====== EXERCISE DATA ======

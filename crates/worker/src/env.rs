// SPDX-License-Identifier: BUSL-1.1
// Copyright (c) 2026 Alfred Jean LLC

//! Centralized environment variable access for the worker binary.

use std::path::PathBuf;
use std::time::Duration;

use cc_core::{limits, WorkerId};
use thiserror::Error;

use crate::agent::AgentConfig;

#[derive(Debug, Error)]
pub enum EnvError {
    #[error("COORDINATOR_URL is required")]
    MissingCoordinator,

    #[error("invalid value for {0}: {1:?}")]
    Invalid(&'static str, String),
}

/// Coordinator address: COORDINATOR_URL (required), scheme stripped.
pub fn coordinator_addr() -> Result<String, EnvError> {
    let url = std::env::var("COORDINATOR_URL").map_err(|_| EnvError::MissingCoordinator)?;
    if url.trim().is_empty() {
        return Err(EnvError::MissingCoordinator);
    }
    Ok(host_port_of(&url).to_string())
}

/// `host:port` part of a URL that may or may not carry a scheme or path.
fn host_port_of(url: &str) -> &str {
    let rest = url.split_once("://").map_or(url, |(_, rest)| rest);
    rest.split('/').next().unwrap_or(rest)
}

/// Worker identity: WORKER_ID, or a generated host-unique value.
pub fn worker_id() -> WorkerId {
    match std::env::var("WORKER_ID") {
        Ok(id) if !id.is_empty() => WorkerId::new(id),
        _ => WorkerId::new(format!("worker-{}", nanoid::nanoid!(10))),
    }
}

fn duration_var(name: &'static str, default: Duration) -> Result<Duration, EnvError> {
    match std::env::var(name) {
        Ok(value) => value
            .parse::<u64>()
            .map(Duration::from_millis)
            .map_err(|_| EnvError::Invalid(name, value)),
        Err(_) => Ok(default),
    }
}

fn u32_var(name: &'static str, default: u32) -> Result<u32, EnvError> {
    match std::env::var(name) {
        Ok(value) => value.parse().map_err(|_| EnvError::Invalid(name, value)),
        Err(_) => Ok(default),
    }
}

/// Assemble the agent config from the environment.
pub fn config() -> Result<AgentConfig, EnvError> {
    let work_dir = match std::env::var("WORK_DIR") {
        Ok(dir) => PathBuf::from(dir),
        Err(_) => std::env::temp_dir().join("crowdcompute"),
    };
    Ok(AgentConfig {
        coordinator: coordinator_addr()?,
        worker_id: worker_id(),
        poll_interval: duration_var("POLL_INTERVAL_MS", Duration::from_millis(500))?,
        max_poll_interval: duration_var("MAX_POLL_INTERVAL_MS", Duration::from_secs(10))?,
        lease_ttl: duration_var("LEASE_TTL_MS", limits::DEFAULT_LEASE_TTL)?,
        work_dir,
        unreachable_threshold: u32_var("UNREACHABLE_THRESHOLD", 10)?,
    })
}

#[cfg(test)]
#[path = "env_tests.rs"]
mod tests;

======

- [WHAT TO DO]
An exact repeat of all the entries above is required.

- [EXERCISE RESULT]
filename crates/worker/src/env.rs
// SPDX-License-Identifier: BUSL-1.1
// Copyright (c) 2026 Alfred Jean LLC

//! Centralized environment variable access for the worker binary.

use std::path::PathBuf;
use std::time::Duration;

use cc_core::{limits, WorkerId};
use thiserror::Error;

use crate::agent::AgentConfig;

#[derive(Debug, Error)]
pub enum EnvError {
    #[error("COORDINATOR_URL is required")]
    MissingCoordinator,

    #[error("invalid value for {0}: {1:?}")]
    Invalid(&'static str, String),
}

/// Coordinator address: COORDINATOR_URL (required), scheme stripped.
pub fn coordinator_addr() -> Result<String, EnvError> {
    let url = std::env::var("COORDINATOR_URL").map_err(|_| EnvError::MissingCoordinator)?;
    if url.trim().is_empty() {
        return Err(EnvError::MissingCoordinator);
    }
    Ok(host_port_of(&url).to_string())
}

/// `host:port` part of a URL that may or may not carry a scheme or path.
fn host_port_of(url: &str) -> &str {
    let rest = url.split_once("://").map_or(url, |(_, rest)| rest);
    rest.split('/').next().unwrap_or(rest)
}

/// Worker identity: WORKER_ID, or a generated host-unique value.
pub fn worker_id() -> WorkerId {
    match std::env::var("WORKER_ID") {
        Ok(id) if !id.is_empty() => WorkerId::new(id),
        _ => WorkerId::new(format!("worker-{}", nanoid::nanoid!(10))),
    }
}

fn duration_var(name: &'static str, default: Duration) -> Result<Duration, EnvError> {
    match std::env::var(name) {
        Ok(value) => value
            .parse::<u64>()
            .map(Duration::from_millis)
            .map_err(|_| EnvError::Invalid(name, value)),
        Err(_) => Ok(default),
    }
}

fn u32_var(name: &'static str, default: u32) -> Result<u32, EnvError> {
    match std::env::var(name) {
        Ok(value) => value.parse().map_err(|_| EnvError::Invalid(name, value)),
        Err(_) => Ok(default),
    }
}

/// Assemble the agent config from the environment.
pub fn config() -> Result<AgentConfig, EnvError> {
    let work_dir = match std::env::var("WORK_DIR") {
        Ok(dir) => PathBuf::from(dir),
        Err(_) => std::env::temp_dir().join("crowdcompute"),
    };
    Ok(AgentConfig {
        coordinator: coordinator_addr()?,
        worker_id: worker_id(),
        poll_interval: duration_var("POLL_INTERVAL_MS", Duration::from_millis(500))?,
        max_poll_interval: duration_var("MAX_POLL_INTERVAL_MS", Duration::from_secs(10))?,
        lease_ttl: duration_var("LEASE_TTL_MS", limits::DEFAULT_LEASE_TTL)?,
        work_dir,
        unreachable_threshold: u32_var("UNREACHABLE_THRESHOLD", 10)?,
    })
}

#[cfg(test)]
#[path = "env_tests.rs"]
mod tests;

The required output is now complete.